File writing improvements

  • All write_ functions can now write custom variable widths by setting the
    width attribute (#650).

  • When writing files, the minimum width for character variables is now 1. This
    fixes issues with statistical software reading blank character variables with
    width 0 (#650).

  • write_dta() now uses strL when strings are too long to be stored in an str#
    variable (#437). strL is used when strings are longer than 2045 characters by
    default, which matches Stata's behaviour, but this can be reduced with the
    strl_threshold argument.

  • write_xpt() can now write dataset labels with the label argument, which
    defaults to the label attribute of the input data frame, if present (#562).

  • write_sav() now checks for case-insensitive duplicate variable names
    (@juansebastianl, #641) and verifies that variable names are valid SPSS
    variables.

  • The compress argument for write_sav() now supports all 3 SPSS compression
    modes specified as a character string - "byte", "none" and "zsav" (#614).
    TRUE and FALSE can be used for backwards compatibility, and correspond to
    the "zsav" and "none" options respectively.
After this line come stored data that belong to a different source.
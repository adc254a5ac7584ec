//! Embedding provider trait for generating text embeddings

use async_trait::async_trait;
use std::sync::Arc;

use crate::error::Result;
use crate::processing::RetryPolicy;

/// Trait for generating text embeddings
///
/// Implementations:
/// - `GeminiEmbedder`: Generative Language API (text-embedding-004)
/// - `OllamaEmbedder`: Local Ollama server (nomic-embed-text)
/// - `HashEmbedder`: Offline feature hashing
#[async_trait]
pub trait EmbeddingProvider: Send + Sync {
    /// Generate embedding for a single document text
    async fn embed(&self, text: &str) -> Result<Vec<f32>>;

    /// Generate an embedding for a search query.
    ///
    /// Providers with asymmetric query/document models override this.
    async fn embed_query(&self, text: &str) -> Result<Vec<f32>> {
        self.embed(text).await
    }

    /// Generate embeddings for multiple texts (batch)
    ///
    /// Default implementation calls `embed` sequentially.
    async fn embed_batch(&self, texts: &[String]) -> Result<Vec<Vec<f32>>> {
        let mut embeddings = Vec::with_capacity(texts.len());
        for text in texts {
            embeddings.push(self.embed(text).await?);
        }
        Ok(embeddings)
    }

    /// Embedding dimensions
    fn dimensions(&self) -> usize;

    /// Get provider name for logging
    fn name(&self) -> &str;
}

/// Applies a retry policy to every call of an inner provider
pub struct RetryingEmbedder {
    inner: Arc<dyn EmbeddingProvider>,
    policy: RetryPolicy,
}

impl RetryingEmbedder {
    /// Wrap a provider
    pub fn new(inner: Arc<dyn EmbeddingProvider>, policy: RetryPolicy) -> Self {
        Self { inner, policy }
    }
}

#[async_trait]
impl EmbeddingProvider for RetryingEmbedder {
    async fn embed(&self, text: &str) -> Result<Vec<f32>> {
        self.policy.run("embed", || self.inner.embed(text)).await
    }

    async fn embed_query(&self, text: &str) -> Result<Vec<f32>> {
        self.policy
            .run("embed query", || self.inner.embed_query(text))
            .await
    }

    async fn embed_batch(&self, texts: &[String]) -> Result<Vec<Vec<f32>>> {
        self.policy
            .run("embed batch", || self.inner.embed_batch(texts))
            .await
    }

    fn dimensions(&self) -> usize {
        self.inner.dimensions()
    }

    fn name(&self) -> &str {
        self.inner.name()
    }
}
  • write_sav() successfully writes user missing values and ranges for
    labelled() integer vectors (#596).

  • POSIXct and POSIXlt values with no time component (e.g. "2010-01-01") were
    being converted to NA when attempting to convert the output timezone to UTC.
    These now output successfully (#634).

  • Fix bug in output timezone conversion that was causing variable labels and
    other variable attributes to disappear (#624).

Other improvements and fixes

  • Updated to ReadStat 1.1.8 RC.

    • Fix bug when writing formats to XPT files (#650).
    • Fix off by one error in indexing for strL variables (#437).
  • labelled() vectors now throw a warning when combining two vectors with
    conflicting labels (#667).

  • zap_labels() gains a user_na argument to control whether user-defined
    missing values are converted to NA or left as is (#638).

  • vctrs casting and coercion generics now do less work when working with two
    identical labelled() vectors. This significantly improves performance when
    working with labelled() vectors in grouped data frames (#658).

  • Errors and warnings now use cli_abort() and cli_warning() (#661).

Dependency changes

  • R 3.4 is now the minimum supported version, in line with tidyverse policy.

  • cli >= 3.0.0 has been added to Imports to support new error messaging.

  • lifecycle has been added to Imports, and is now used to manage deprecations.